-- Brief --
If a line in the entries below includes "when", show that line.

[Records from a dataset]

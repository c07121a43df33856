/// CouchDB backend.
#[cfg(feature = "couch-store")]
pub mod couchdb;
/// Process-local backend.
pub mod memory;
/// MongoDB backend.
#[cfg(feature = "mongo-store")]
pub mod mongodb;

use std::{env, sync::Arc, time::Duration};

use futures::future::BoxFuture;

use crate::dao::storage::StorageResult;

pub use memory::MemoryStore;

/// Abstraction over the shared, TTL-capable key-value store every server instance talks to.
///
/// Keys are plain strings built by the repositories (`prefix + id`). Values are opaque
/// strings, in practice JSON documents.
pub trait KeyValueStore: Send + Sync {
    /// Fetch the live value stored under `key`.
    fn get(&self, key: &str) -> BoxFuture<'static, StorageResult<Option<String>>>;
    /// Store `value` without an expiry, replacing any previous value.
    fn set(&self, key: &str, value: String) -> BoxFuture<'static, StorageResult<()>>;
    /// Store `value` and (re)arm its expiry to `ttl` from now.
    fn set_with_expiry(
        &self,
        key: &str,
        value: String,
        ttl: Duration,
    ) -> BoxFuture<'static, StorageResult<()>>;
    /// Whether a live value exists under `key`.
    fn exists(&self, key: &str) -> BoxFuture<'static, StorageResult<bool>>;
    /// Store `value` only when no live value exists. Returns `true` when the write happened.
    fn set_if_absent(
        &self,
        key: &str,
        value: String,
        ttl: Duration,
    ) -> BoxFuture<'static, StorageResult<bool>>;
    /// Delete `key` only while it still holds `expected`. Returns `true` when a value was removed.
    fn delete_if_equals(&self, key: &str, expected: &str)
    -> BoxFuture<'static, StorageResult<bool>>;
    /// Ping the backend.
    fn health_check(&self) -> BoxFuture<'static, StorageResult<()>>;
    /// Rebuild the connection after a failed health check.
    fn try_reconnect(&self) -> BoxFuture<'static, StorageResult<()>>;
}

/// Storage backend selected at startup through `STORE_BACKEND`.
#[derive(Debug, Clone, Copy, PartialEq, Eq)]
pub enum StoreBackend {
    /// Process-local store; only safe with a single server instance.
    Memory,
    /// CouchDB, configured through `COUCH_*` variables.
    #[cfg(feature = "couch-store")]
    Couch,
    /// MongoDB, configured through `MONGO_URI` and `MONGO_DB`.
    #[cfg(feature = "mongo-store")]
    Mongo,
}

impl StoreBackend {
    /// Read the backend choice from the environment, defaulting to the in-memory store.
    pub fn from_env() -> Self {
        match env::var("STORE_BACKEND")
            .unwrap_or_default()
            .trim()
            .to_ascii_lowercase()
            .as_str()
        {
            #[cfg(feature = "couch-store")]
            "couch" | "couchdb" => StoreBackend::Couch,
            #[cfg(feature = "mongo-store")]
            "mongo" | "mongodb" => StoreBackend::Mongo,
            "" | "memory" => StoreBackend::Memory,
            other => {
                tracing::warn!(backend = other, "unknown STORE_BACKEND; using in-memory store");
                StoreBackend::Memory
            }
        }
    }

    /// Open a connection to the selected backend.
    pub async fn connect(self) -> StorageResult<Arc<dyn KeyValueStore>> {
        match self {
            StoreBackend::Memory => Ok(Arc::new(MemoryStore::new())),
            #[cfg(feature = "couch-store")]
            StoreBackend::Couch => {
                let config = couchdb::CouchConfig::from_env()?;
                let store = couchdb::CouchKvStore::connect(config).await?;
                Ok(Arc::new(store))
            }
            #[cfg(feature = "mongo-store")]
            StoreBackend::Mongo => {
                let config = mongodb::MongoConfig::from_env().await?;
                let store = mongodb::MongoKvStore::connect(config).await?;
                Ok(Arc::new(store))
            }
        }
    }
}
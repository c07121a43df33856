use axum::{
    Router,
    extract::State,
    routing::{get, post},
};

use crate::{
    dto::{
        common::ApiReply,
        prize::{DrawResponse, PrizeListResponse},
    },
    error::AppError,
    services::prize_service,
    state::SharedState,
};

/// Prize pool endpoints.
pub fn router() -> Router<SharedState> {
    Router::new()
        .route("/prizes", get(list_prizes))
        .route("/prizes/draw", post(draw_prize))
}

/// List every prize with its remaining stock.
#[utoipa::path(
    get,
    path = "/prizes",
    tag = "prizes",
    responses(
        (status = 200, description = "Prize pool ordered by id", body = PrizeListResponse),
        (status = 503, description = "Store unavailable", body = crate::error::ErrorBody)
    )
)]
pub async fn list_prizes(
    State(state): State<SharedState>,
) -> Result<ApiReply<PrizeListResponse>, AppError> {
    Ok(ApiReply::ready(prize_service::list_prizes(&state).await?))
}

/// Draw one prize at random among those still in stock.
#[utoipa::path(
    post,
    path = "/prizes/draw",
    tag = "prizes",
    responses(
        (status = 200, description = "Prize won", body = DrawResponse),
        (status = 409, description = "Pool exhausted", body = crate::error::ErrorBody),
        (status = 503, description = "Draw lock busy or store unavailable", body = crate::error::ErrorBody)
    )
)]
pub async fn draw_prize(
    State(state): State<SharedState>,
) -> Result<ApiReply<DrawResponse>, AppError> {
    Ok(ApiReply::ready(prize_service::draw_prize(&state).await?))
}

-- Output below --
    /// Store `value` only when no live value exists. Returns `true` when the write happened.
    /// Delete `key` only while it still holds `expected`. Returns `true` when a value was removed.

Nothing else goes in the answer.